As a host becomes active on the network, it will send Router Solicitations (RS) to the All Routers address. The routers on the link will then respond with Router Advertisements (RA), which include important bits of information, such as default gateway, prefixes defined on the link, even DNS servers.

On a network (shown below) where there is more than one router on the link, the default gateway router (e.g. the Production Router) may send a Redirect to host (DNS Server), stating another router (Test Network Router) on the link is a better path. The Redirect will also include the link-local address of the better path router.

Network Diagram

Unlike IPv4, next hop addresses, and default gateways are usually link-local addresses, rather than GUAs. Since link-local addresses are limited to the link, they are a good choice for next hop addresses. IPv6 Tip resist the temptation to make all router interface link-local addresses fd80::1.

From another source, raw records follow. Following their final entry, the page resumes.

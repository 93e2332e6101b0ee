use async_trait::async_trait;
use reqwest::Client;
use serde::Serialize;
use speech::{Synthesizer, VoiceStyle};
use std::sync::Mutex;
use tokio::task::JoinHandle;
use tracing::{debug, error};

/// Client for an HTTP text-to-speech server.
///
/// Each `speak` aborts the previous in-flight request before issuing the
/// next one, so at most one utterance is being synthesized at a time.
pub struct HttpSynthesizer {
    url: String,
    client: Client,
    style: VoiceStyle,
    in_flight: Mutex<Option<JoinHandle<()>>>,
}

#[derive(Serialize)]
struct TtsRequest<'a> {
    text: &'a str,
    language: &'a str,
    rate: f32,
}

impl HttpSynthesizer {
    pub fn new(base_url: impl Into<String>, style: VoiceStyle) -> Self {
        Self {
            url: format!("{}/api/tts", base_url.into()),
            client: Client::new(),
            style,
            in_flight: Mutex::new(None),
        }
    }
}

#[async_trait]
impl Synthesizer for HttpSynthesizer {
    async fn speak(&self, text: &str) {
        if let Some(previous) = self.in_flight.lock().unwrap().take() {
            previous.abort();
        }
        let url = self.url.clone();
        let client = self.client.clone();
        let text = text.to_string();
        let language = self.style.language.clone();
        let rate = self.style.rate;
        let task = tokio::spawn(async move {
            let payload = TtsRequest {
                text: &text,
                language: &language,
                rate,
            };
            match client.post(&url).json(&payload).send().await {
                Ok(resp) => debug!(status = %resp.status(), "tts request finished"),
                Err(e) => error!(%e, "tts request failed"),
            }
        });
        *self.in_flight.lock().unwrap() = Some(task);
    }

    async fn cancel(&self) {
        if let Some(task) = self.in_flight.lock().unwrap().take() {
            task.abort();
        }
    }
}
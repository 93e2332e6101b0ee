use std::collections::VecDeque;
use std::sync::{Arc, Mutex};
use tokio::sync::mpsc;
use warp::Filter;

/// Serve `POST /chat` with a body streamed as the given frames, one
/// `send_data` per frame so chunk boundaries land exactly where the test
/// placed them.
pub async fn spawn_mock_backend(frames: Vec<&'static [u8]>) -> (String, mpsc::Sender<()>) {
    let (shutdown_tx, mut shutdown_rx) = mpsc::channel(1);
    let queue = Arc::new(Mutex::new(VecDeque::from(frames)));
    let shared = warp::any().map(move || queue.clone());

    let route = warp::post()
        .and(warp::path("chat"))
        .and(shared)
        .map(|queue: Arc<Mutex<VecDeque<&'static [u8]>>>| {
            let (mut tx, body) = warp::hyper::Body::channel();
            tokio::spawn(async move {
                loop {
                    let item = { queue.lock().unwrap().pop_front() };
                    match item {
                        Some(frame) => {
                            let bytes = warp::hyper::body::Bytes::from_static(frame);
                            if tx.send_data(bytes).await.is_err() {
                                break;
                            }
                        }
                        None => break,
                    }
                }
            });
            warp::reply::Response::new(body)
        });

    let (addr, server) =
        warp::serve(route).bind_with_graceful_shutdown(([127, 0, 0, 1], 0), async move {
            shutdown_rx.recv().await;
        });
    tokio::spawn(server);
    (format!("http://{}", addr), shutdown_tx)
}

/// Serve `POST /chat` with a plain 500 response.
pub async fn spawn_failing_backend() -> (String, mpsc::Sender<()>) {
    let (shutdown_tx, mut shutdown_rx) = mpsc::channel(1);
    let route = warp::post().and(warp::path("chat")).map(|| {
        warp::reply::with_status("busy", warp::http::StatusCode::INTERNAL_SERVER_ERROR)
    });
    let (addr, server) =
        warp::serve(route).bind_with_graceful_shutdown(([127, 0, 0, 1], 0), async move {
            shutdown_rx.recv().await;
        });
    tokio::spawn(server);
    (format!("http://{}", addr), shutdown_tx)
}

  • This will break Redirection, which will lower the resiliency of your network (how to you say use this other address that is the same as my address?)
  • Should two networks get crossed (someone plugs in an ethernet cable to the wrong port), you will spend a long time sniffing fe80::1packets, wondering which router they are coming from.

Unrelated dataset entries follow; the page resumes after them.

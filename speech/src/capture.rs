use std::collections::VecDeque;
use std::sync::atomic::{AtomicBool, AtomicUsize, Ordering};
use std::sync::{Arc, Mutex};

use serde::{Deserialize, Serialize};
use thiserror::Error;
use tokio::sync::mpsc;
use tracing::{debug, warn};

/// Errors reported by a recognition engine.
#[derive(Debug, Error)]
pub enum CaptureError {
    #[error("speech recognition is not available on this platform")]
    Unsupported,
    #[error("recognition engine failed: {0}")]
    Engine(String),
}

/// One candidate transcript from a recognition event.
#[derive(Clone, Debug, PartialEq, Eq, Serialize, Deserialize)]
pub struct RecognitionResult {
    pub transcript: String,
    /// Whether the engine has committed to this transcript.
    pub is_final: bool,
}

/// Raw events delivered by a [`RecognitionEngine`].
#[derive(Clone, Debug, PartialEq, Eq)]
pub enum EngineEvent {
    /// A batch of results, mixing final and interim transcripts.
    Results(Vec<RecognitionResult>),
    /// The engine stopped on its own, typically at the end of a speech
    /// segment.
    Ended,
}

/// Normalized capture signals handed to the session controller.
#[derive(Clone, Debug, PartialEq, Eq)]
pub enum CaptureEvent {
    /// Text the engine has committed to, ready to join the composition
    /// buffer.
    Chunk(String),
    /// The current interim guess, replacing any previous preview in full.
    Preview(String),
}

/// Continuous speech-recognition capability.
///
/// Engines push [`EngineEvent`]s into the channel they were constructed
/// with; `start` arms (or re-arms) the engine and `stop` ends capture.
pub trait RecognitionEngine: Send + Sync {
    fn start(&self) -> Result<(), CaptureError>;
    fn stop(&self);
}

/// Normalizes a [`RecognitionEngine`]'s event stream into [`CaptureEvent`]s
/// and keeps continuous capture armed across engine restarts.
pub struct CaptureAdapter {
    engine: Arc<dyn RecognitionEngine>,
    desired: Arc<AtomicBool>,
    pump: tokio::task::JoinHandle<()>,
}

impl CaptureAdapter {
    /// Wire `engine`, delivering raw events on `events`, to `out`.
    pub fn new(
        engine: Arc<dyn RecognitionEngine>,
        events: mpsc::UnboundedReceiver<EngineEvent>,
        out: mpsc::UnboundedSender<CaptureEvent>,
    ) -> Self {
        let desired = Arc::new(AtomicBool::new(false));
        let pump = tokio::spawn(Self::pump(engine.clone(), events, out, desired.clone()));
        Self {
            engine,
            desired,
            pump,
        }
    }

    /// Begin continuous capture.
    pub fn start(&self) -> Result<(), CaptureError> {
        self.desired.store(true, Ordering::SeqCst);
        if let Err(e) = self.engine.start() {
            self.desired.store(false, Ordering::SeqCst);
            return Err(e);
        }
        Ok(())
    }

    /// End capture and cancel any pending auto-restart.
    pub fn stop(&self) {
        self.desired.store(false, Ordering::SeqCst);
        self.engine.stop();
    }

    /// Whether capture is currently toggled on.
    pub fn active(&self) -> bool {
        self.desired.load(Ordering::SeqCst)
    }

    async fn pump(
        engine: Arc<dyn RecognitionEngine>,
        mut events: mpsc::UnboundedReceiver<EngineEvent>,
        out: mpsc::UnboundedSender<CaptureEvent>,
        desired: Arc<AtomicBool>,
    ) {
        while let Some(event) = events.recv().await {
            match event {
                EngineEvent::Results(results) => {
                    let mut finals = String::new();
                    let mut interim = String::new();
                    for r in &results {
                        if r.is_final {
                            finals.push_str(&r.transcript);
                        } else {
                            interim.push_str(&r.transcript);
                        }
                    }
                    let finals = finals.trim();
                    if !finals.is_empty() {
                        let _ = out.send(CaptureEvent::Chunk(finals.to_string()));
                    }
                    let _ = out.send(CaptureEvent::Preview(interim));
                }
                EngineEvent::Ended => {
                    // Re-arm only while capture is still toggled on: a stop
                    // followed by the engine's own end event must not restart.
                    if desired.load(Ordering::SeqCst) {
                        debug!("engine ended while capture is on, restarting");
                        if let Err(e) = engine.start() {
                            warn!(%e, "engine restart failed");
                            desired.store(false, Ordering::SeqCst);
                        }
                    }
                }
            }
        }
    }
}

impl Drop for CaptureAdapter {
    fn drop(&mut self) {
        self.pump.abort();
    }
}

/// Engine used when the platform provides no recognition capability.
pub struct NullEngine;

impl RecognitionEngine for NullEngine {
    fn start(&self) -> Result<(), CaptureError> {
        Err(CaptureError::Unsupported)
    }

    fn stop(&self) {}
}

/// Deterministic engine double that plays one queued event segment per
/// `start` call. Used in tests.
pub struct ScriptedEngine {
    tx: mpsc::UnboundedSender<EngineEvent>,
    segments: Mutex<VecDeque<Vec<EngineEvent>>>,
    starts: AtomicUsize,
}

impl ScriptedEngine {
    pub fn new(tx: mpsc::UnboundedSender<EngineEvent>, segments: Vec<Vec<EngineEvent>>) -> Self {
        Self {
            tx,
            segments: Mutex::new(segments.into()),
            starts: AtomicUsize::new(0),
        }
    }

    /// Number of times `start` has been called.
    pub fn starts(&self) -> usize {
        self.starts.load(Ordering::SeqCst)
    }
}

impl RecognitionEngine for ScriptedEngine {
    fn start(&self) -> Result<(), CaptureError> {
        self.starts.fetch_add(1, Ordering::SeqCst);
        let segment = self.segments.lock().unwrap().pop_front();
        if let Some(events) = segment {
            for event in events {
                let _ = self.tx.send(event);
            }
        }
        Ok(())
    }

    fn stop(&self) {}
}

Link-layer or MAC Address Resolution

Oh, and ND also does MAC Address resolution (like ARP). When Host A has the IP address, but not the MAC address of Host B, it will send a NS message to the Multicast Solicited Node address of Host B, using the last 3 bytes of the IPv6 address as the last 3 bytes of the Solicited Node Address.

Since on the average network, only one host will be listening to the Solicited Node Multicast Address, the Host B will respond with a NA which includes the destination MAC address ***.

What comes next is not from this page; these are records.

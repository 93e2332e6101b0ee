use serde::{Deserialize, Serialize};

/// Message roles understood by the backend.
#[derive(Clone, Copy, Debug, PartialEq, Eq, Serialize, Deserialize)]
#[serde(rename_all = "lowercase")]
pub enum ChatRole {
    System,
    User,
    Assistant,
}

/// One history entry as serialized into a chat request.
#[derive(Clone, Debug, PartialEq, Eq, Serialize, Deserialize)]
pub struct ChatMessage {
    pub role: ChatRole,
    pub content: String,
}

impl ChatMessage {
    pub fn new(role: ChatRole, content: impl Into<String>) -> Self {
        Self {
            role,
            content: content.into(),
        }
    }
}
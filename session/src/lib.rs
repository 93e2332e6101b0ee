//! The conversational session controller.
//!
//! Reconciles three independently timed sources — continuous speech
//! recognition, incremental response streaming and typed input — into one
//! ordered conversation log, with mid-stream cancellation and a single
//! in-flight response at a time.

mod compose;
mod message;
mod session;

pub use compose::CompositionBuffer;
pub use message::{ConversationLog, Message, Role};
pub use session::{
    ChatOutcome, ChatSignal, Phase, Session, SessionEvent, SessionInput,
    CAPTURE_UNSUPPORTED_TEXT, CONNECTION_ERROR_TEXT, GREETING, MODELS,
};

After receiving the destination MAC address from Host BHost A can send an IPv6 packet to Host B.

ICMPv6 and ND

ND uses the following ICMPv6 message types to discover what is happening in the neighbourhood:

  • NS (type 135)
  • NA (type 136)
  • RS (type 133)
  • RA (type 134)
  • Redirect (type 137)

Because ND uses ICMPv6 extensively, the quickest way to cut yourself off of the internet is to block all ICMPv6 traffic on your firewall. Although this is common in IPv4, resist this temptation. ICMPv6 messages are required to remain connected in IPv6.

Free IPv6 Book

If you want to learn how IPv6 really works, check out this free eBook (PDF). It is an excellent Cisco Press book published in 2013. It may not have the latest RFC references, like RFC 8200 (the IPv6 Standard RFC), but it is still a good read.

IPv6 Fundementals

Download IPv6 Fundementals

The second edition is even better (but not free)

** Fred Rogers Creative Commons

*** Of course, it is possible that the last 3 bytes of the IPv6 address will match that of another host on the network (a 1/16 million chance), but multicast will prevent the rest of the hosts on the network from hearing the idle chatter, unlike ARP.